◆ **Problem details**
Copy out exactly the lines below that run from the one holding "let start = idx.saturating_sub(2);" to the one holding "assert_eq!(n.len(), 29);", keeping both of those lines and no others.

◆ **Extracted material**
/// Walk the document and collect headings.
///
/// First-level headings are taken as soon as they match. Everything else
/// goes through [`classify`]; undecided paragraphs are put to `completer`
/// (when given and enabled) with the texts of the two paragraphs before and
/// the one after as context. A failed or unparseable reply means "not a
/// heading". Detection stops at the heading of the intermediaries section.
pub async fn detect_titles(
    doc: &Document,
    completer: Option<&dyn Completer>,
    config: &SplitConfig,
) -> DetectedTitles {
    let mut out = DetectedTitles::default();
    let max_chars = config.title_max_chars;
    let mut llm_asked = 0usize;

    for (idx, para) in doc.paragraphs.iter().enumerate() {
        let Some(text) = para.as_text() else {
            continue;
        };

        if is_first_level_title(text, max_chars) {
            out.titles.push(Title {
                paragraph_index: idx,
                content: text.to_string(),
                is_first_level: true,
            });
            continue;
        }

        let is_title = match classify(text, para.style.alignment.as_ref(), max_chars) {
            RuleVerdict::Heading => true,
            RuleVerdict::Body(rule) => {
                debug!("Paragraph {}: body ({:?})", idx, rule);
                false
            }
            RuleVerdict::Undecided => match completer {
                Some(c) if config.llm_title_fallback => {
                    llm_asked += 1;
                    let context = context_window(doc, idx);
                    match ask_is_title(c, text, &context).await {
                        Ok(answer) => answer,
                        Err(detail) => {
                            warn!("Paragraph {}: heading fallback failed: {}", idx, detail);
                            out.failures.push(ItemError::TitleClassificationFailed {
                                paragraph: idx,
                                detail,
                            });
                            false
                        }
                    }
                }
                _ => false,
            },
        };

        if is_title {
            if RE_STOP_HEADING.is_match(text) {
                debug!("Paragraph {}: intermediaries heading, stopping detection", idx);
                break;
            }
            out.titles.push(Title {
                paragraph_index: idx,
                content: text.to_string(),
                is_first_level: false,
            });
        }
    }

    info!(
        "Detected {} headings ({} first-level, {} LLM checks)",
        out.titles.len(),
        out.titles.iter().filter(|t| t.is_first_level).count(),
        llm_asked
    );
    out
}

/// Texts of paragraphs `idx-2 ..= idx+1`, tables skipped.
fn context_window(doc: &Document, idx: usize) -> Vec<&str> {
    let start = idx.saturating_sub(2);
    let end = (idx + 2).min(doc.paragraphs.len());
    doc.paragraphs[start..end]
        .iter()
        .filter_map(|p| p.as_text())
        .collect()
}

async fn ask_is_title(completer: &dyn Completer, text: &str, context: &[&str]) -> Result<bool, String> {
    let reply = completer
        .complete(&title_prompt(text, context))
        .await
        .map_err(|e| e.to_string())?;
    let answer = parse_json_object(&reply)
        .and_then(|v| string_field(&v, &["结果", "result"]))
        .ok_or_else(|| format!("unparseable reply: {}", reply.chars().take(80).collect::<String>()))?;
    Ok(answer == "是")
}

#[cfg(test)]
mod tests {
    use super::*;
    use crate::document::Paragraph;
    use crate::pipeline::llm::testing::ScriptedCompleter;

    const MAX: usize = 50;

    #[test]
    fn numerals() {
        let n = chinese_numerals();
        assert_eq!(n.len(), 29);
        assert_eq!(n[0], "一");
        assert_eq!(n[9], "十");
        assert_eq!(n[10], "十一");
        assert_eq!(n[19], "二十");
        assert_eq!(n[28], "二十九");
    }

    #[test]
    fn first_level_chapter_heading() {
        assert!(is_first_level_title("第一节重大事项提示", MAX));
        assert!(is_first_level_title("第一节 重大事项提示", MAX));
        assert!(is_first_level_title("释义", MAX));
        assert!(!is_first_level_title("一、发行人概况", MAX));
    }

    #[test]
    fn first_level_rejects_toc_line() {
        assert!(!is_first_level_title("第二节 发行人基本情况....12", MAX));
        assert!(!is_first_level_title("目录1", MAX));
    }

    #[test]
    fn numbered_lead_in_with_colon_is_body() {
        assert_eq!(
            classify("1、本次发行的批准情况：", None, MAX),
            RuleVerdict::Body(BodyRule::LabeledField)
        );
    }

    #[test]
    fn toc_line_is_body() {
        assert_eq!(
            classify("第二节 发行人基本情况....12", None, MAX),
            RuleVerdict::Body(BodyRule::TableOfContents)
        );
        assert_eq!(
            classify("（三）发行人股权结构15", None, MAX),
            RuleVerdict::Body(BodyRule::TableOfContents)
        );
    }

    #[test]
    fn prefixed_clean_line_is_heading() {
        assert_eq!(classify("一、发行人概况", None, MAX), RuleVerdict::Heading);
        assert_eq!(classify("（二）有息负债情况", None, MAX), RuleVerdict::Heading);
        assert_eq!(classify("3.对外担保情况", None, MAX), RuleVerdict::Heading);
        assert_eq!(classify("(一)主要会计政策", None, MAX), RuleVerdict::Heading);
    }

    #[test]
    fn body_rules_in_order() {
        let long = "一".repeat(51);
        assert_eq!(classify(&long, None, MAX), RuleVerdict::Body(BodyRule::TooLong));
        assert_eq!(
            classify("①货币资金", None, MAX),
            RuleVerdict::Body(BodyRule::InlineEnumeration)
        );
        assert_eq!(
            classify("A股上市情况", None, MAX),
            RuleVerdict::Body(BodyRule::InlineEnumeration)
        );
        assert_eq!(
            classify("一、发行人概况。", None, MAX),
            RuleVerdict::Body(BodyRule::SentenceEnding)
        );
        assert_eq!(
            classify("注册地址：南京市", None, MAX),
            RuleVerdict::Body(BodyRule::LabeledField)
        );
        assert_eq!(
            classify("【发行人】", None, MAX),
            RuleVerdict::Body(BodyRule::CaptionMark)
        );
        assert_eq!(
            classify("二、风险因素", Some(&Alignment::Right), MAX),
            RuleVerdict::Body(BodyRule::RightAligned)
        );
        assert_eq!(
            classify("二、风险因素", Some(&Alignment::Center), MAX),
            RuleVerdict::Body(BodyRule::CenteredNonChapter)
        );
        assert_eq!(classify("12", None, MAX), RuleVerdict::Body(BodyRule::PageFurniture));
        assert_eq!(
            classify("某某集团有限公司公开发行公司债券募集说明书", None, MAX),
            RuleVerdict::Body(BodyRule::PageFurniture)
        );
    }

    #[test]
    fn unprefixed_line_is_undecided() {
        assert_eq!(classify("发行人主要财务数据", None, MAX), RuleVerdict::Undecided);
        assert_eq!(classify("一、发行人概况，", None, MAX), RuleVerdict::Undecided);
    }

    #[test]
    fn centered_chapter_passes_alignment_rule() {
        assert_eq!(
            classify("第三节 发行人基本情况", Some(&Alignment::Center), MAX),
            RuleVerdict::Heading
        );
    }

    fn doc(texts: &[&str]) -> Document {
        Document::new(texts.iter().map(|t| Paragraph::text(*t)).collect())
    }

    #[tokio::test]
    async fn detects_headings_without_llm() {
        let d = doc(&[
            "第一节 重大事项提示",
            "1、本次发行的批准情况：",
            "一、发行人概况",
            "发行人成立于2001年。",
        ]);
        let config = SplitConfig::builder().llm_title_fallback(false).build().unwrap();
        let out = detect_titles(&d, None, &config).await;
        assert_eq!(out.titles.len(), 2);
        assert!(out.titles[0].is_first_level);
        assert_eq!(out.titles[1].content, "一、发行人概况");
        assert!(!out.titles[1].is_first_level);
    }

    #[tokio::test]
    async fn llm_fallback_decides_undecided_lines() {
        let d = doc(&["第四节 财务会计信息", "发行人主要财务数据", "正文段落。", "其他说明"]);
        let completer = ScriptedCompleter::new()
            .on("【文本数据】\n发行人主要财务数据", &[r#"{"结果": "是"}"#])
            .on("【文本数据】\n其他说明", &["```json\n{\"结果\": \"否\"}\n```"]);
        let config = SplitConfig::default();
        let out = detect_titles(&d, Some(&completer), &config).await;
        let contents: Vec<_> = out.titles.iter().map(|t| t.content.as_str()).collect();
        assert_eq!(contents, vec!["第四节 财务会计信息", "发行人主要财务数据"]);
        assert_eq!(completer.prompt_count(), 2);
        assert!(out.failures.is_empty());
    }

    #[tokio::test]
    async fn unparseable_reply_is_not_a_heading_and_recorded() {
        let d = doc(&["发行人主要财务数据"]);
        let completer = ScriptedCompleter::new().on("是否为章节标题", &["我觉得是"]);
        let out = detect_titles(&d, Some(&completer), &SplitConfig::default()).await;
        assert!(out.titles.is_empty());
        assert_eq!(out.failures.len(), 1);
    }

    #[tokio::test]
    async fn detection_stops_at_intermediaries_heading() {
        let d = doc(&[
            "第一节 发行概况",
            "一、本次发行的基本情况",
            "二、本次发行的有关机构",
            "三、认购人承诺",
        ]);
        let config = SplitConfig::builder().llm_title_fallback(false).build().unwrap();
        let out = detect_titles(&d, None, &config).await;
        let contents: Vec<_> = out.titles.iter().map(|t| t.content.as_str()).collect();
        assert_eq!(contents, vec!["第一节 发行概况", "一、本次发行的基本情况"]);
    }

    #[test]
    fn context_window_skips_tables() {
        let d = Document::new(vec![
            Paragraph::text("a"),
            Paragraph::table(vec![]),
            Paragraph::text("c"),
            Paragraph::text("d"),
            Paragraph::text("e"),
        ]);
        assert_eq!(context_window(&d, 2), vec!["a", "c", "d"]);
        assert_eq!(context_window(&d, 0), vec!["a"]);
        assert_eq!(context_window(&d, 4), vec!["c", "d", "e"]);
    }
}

◆ **Reply**
    let start = idx.saturating_sub(2);
    let end = (idx + 2).min(doc.paragraphs.len());
    doc.paragraphs[start..end]
        .iter()
        .filter_map(|p| p.as_text())
        .collect()
}

async fn ask_is_title(completer: &dyn Completer, text: &str, context: &[&str]) -> Result<bool, String> {
    let reply = completer
        .complete(&title_prompt(text, context))
        .await
        .map_err(|e| e.to_string())?;
    let answer = parse_json_object(&reply)
        .and_then(|v| string_field(&v, &["结果", "result"]))
        .ok_or_else(|| format!("unparseable reply: {}", reply.chars().take(80).collect::<String>()))?;
    Ok(answer == "是")
}

#[cfg(test)]
mod tests {
    use super::*;
    use crate::document::Paragraph;
    use crate::pipeline::llm::testing::ScriptedCompleter;

    const MAX: usize = 50;

    #[test]
    fn numerals() {
        let n = chinese_numerals();
        assert_eq!(n.len(), 29);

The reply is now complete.